The first part of the paper describes the venture capital (VC) market in Israel initiated by a large scale government support at the beginning of the 1990s. This VC market evolved to an entirely private market with a very high level of international standards, resembling those of the US market. The data provide quite unique insights on the VC industry: most of the venture capital funds tend to invest (also or only) in the initial stages of a firm’s life; there is considerable involvement of banks—both Israeli and foreign—in the funds; the proportion of companies backed by VC funds that succeeded in reaching exit stage is significantly lower in Israel than in the US—apparently also because of the relative youth of the Israeli funds.

 

In the second part of the paper I examine three main questions: In which firms do VC funds invest, or in other words – do they screen projects?
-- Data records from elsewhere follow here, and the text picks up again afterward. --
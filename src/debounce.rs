//! Per-key trailing debounce on the tokio runtime.
//!
//! DESIGN
//! ======
//! Each key owns at most one pending task. Scheduling again for the same
//! key aborts the previous task, so a burst of drags on one element ends
//! in exactly one save carrying the last position. Different keys never
//! cancel each other. Dropping the debouncer aborts everything still
//! pending so no save fires for a board that is no longer open.

#[cfg(test)]
#[path = "debounce_test.rs"]
mod debounce_test;

use std::collections::HashMap;
use std::future::Future;
use std::time::Duration;

use tokio::task::JoinHandle;
use tracing::debug;

#[derive(Debug, Default)]
pub struct Debouncer {
    pending: HashMap<String, JoinHandle<()>>,
}

impl Debouncer {
    #[must_use]
    pub fn new() -> Self {
        Self::default()
    }

    /// Run `task` after `delay`, replacing any task pending for `key`.
    ///
    /// Must be called from within a tokio runtime.
    pub fn schedule<F>(&mut self, key: &str, delay: Duration, task: F)
    where
        F: Future<Output = ()> + Send + 'static,
    {
        self.prune();
        if let Some(previous) = self.pending.remove(key) {
            previous.abort();
            debug!(key, "debounced task superseded");
        }

        let handle = tokio::spawn(async move {
            tokio::time::sleep(delay).await;
            task.await;
        });
        self.pending.insert(key.to_owned(), handle);
    }

    /// Abort the task pending for `key`. Returns whether one was pending.
    pub fn cancel(&mut self, key: &str) -> bool {
        self.prune();
        match self.pending.remove(key) {
            Some(handle) => {
                handle.abort();
                true
            }
            None => false,
        }
    }

    pub fn cancel_all(&mut self) {
        for (_, handle) in self.pending.drain() {
            handle.abort();
        }
    }

    /// Number of keys with a task that has not finished yet.
    pub fn pending(&mut self) -> usize {
        self.prune();
        self.pending.len()
    }

    fn prune(&mut self) {
        self.pending.retain(|_, handle| !handle.is_finished());
    }
}

impl Drop for Debouncer {
    fn drop(&mut self) {
        self.cancel_all();
    }
}
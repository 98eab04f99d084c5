//! Toolbar tool state machine and keyboard shortcut mapping.
//!
//! Activating a tool is a transition that can carry a side effect for the
//! host: the shape tool reveals its sub-menu of shape kinds and the AI tool
//! opens the AI dialog. Everything else is a plain state change.

#[cfg(test)]
#[path = "tool_test.rs"]
mod tool_test;

use std::fmt;

use crate::model::{ElementType, ShapeKind};

/// Active canvas tool.
#[derive(Debug, Clone, Copy, Default, PartialEq, Eq, Hash)]
pub enum Tool {
    #[default]
    Select,
    Pan,
    Sticky,
    Shape,
    Text,
    Connector,
    Image,
    Ai,
}

impl Tool {
    pub const ALL: [Self; 8] =
        [Self::Select, Self::Pan, Self::Sticky, Self::Shape, Self::Text, Self::Connector, Self::Image, Self::Ai];

    #[must_use]
    pub fn as_str(self) -> &'static str {
        match self {
            Self::Select => "select",
            Self::Pan => "pan",
            Self::Sticky => "sticky",
            Self::Shape => "shape",
            Self::Text => "text",
            Self::Connector => "connector",
            Self::Image => "image",
            Self::Ai => "ai",
        }
    }

    /// Element type this tool creates, if it creates one.
    #[must_use]
    pub fn creates(self) -> Option<ElementType> {
        match self {
            Self::Sticky => Some(ElementType::StickyNote),
            Self::Shape => Some(ElementType::Shape),
            Self::Text => Some(ElementType::Text),
            Self::Connector => Some(ElementType::Connector),
            Self::Image => Some(ElementType::Image),
            Self::Select | Self::Pan | Self::Ai => None,
        }
    }
}

impl fmt::Display for Tool {
    fn fmt(&self, f: &mut fmt::Formatter<'_>) -> fmt::Result {
        f.write_str(self.as_str())
    }
}

/// Side effect the host should perform after a tool transition.
#[derive(Debug, Clone, Copy, PartialEq, Eq)]
pub enum ToolEffect {
    None,
    ShowShapeMenu,
    OpenAiDialog,
}

/// Tool selection plus the shape sub-menu.
#[derive(Debug, Clone, Copy, Default, PartialEq, Eq)]
pub struct ToolState {
    pub active: Tool,
    pub shape: ShapeKind,
    pub shape_menu_open: bool,
}

impl ToolState {
    /// Switch to `tool`.
    pub fn activate(&mut self, tool: Tool) -> ToolEffect {
        self.active = tool;
        match tool {
            Tool::Shape => {
                self.shape_menu_open = true;
                ToolEffect::ShowShapeMenu
            }
            Tool::Ai => {
                self.shape_menu_open = false;
                ToolEffect::OpenAiDialog
            }
            _ => {
                self.shape_menu_open = false;
                ToolEffect::None
            }
        }
    }

    /// Choose a shape kind from the sub-menu; also makes `shape` active.
    pub fn pick_shape(&mut self, shape: ShapeKind) {
        self.active = Tool::Shape;
        self.shape = shape;
        self.shape_menu_open = false;
    }

    pub fn close_shape_menu(&mut self) {
        self.shape_menu_open = false;
    }

    /// The stage itself can be dragged (panned) only with the pan tool.
    #[must_use]
    pub fn is_stage_draggable(&self) -> bool {
        self.active == Tool::Pan
    }

    /// Elements can be dragged only with the select tool.
    #[must_use]
    pub fn are_elements_draggable(&self) -> bool {
        self.active == Tool::Select
    }
}

// =============================================================================
// SHORTCUTS
// =============================================================================

/// Intent produced by a key press.
#[derive(Debug, Clone, Copy, PartialEq, Eq)]
pub enum Shortcut {
    Undo,
    Redo,
    Copy,
    Paste,
    SelectAll,
    Duplicate,
    Delete,
    ClearSelection,
    ResetView,
    Tool(Tool),
    Shape(ShapeKind),
}

/// Modifier keys held during a key press. `command` is Ctrl or Cmd.
#[derive(Debug, Clone, Copy, Default, PartialEq, Eq)]
pub struct Modifiers {
    pub command: bool,
    pub shift: bool,
}

impl Shortcut {
    /// Map a DOM-style key name to a shortcut.
    #[must_use]
    pub fn from_key(key: &str, modifiers: Modifiers) -> Option<Self> {
        if modifiers.command {
            return match key.to_ascii_lowercase().as_str() {
                "z" if modifiers.shift => Some(Self::Redo),
                "z" => Some(Self::Undo),
                "c" => Some(Self::Copy),
                "v" => Some(Self::Paste),
                "a" => Some(Self::SelectAll),
                "d" => Some(Self::Duplicate),
                "0" => Some(Self::ResetView),
                _ => None,
            };
        }

        match key {
            "Delete" | "Backspace" => Some(Self::Delete),
            "Escape" => Some(Self::ClearSelection),
            "1" => Some(Self::Tool(Tool::Select)),
            "2" => Some(Self::Tool(Tool::Pan)),
            "s" => Some(Self::Tool(Tool::Sticky)),
            "t" => Some(Self::Tool(Tool::Text)),
            "r" => Some(Self::Shape(ShapeKind::Rectangle)),
            "c" => Some(Self::Shape(ShapeKind::Ellipse)),
            _ => None,
        }
    }
}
Do companies backed by venture funds succeed more than others? Which financing characteristics of venture capital influence the success of companies? The papers results support the view that venture capital is indeed ‘special,’ and that firms backed by it succeed more than others in terms of the chances of reaching an exit stage.

 

The results indicate that what makes the funds special appears to derive from their monitoring after the investment has been made, as well as from their reputation, which sends a positive signal to the market about the firms they support. I find evidence that the funds also screen projects before deciding to invest, but it is not that screening that affects the firms’ success.

 

The unique feature of the VC market in Israel is that it was created as a result of the initiative and direct involvement of the government Such government support can also lead to distortions. Nevertheless, the general conclusion of the paper is that despite the government’s involvement, the corporate governance mechanisms that developed are seemlier to those that exist in countries were the market developed by the privet sector.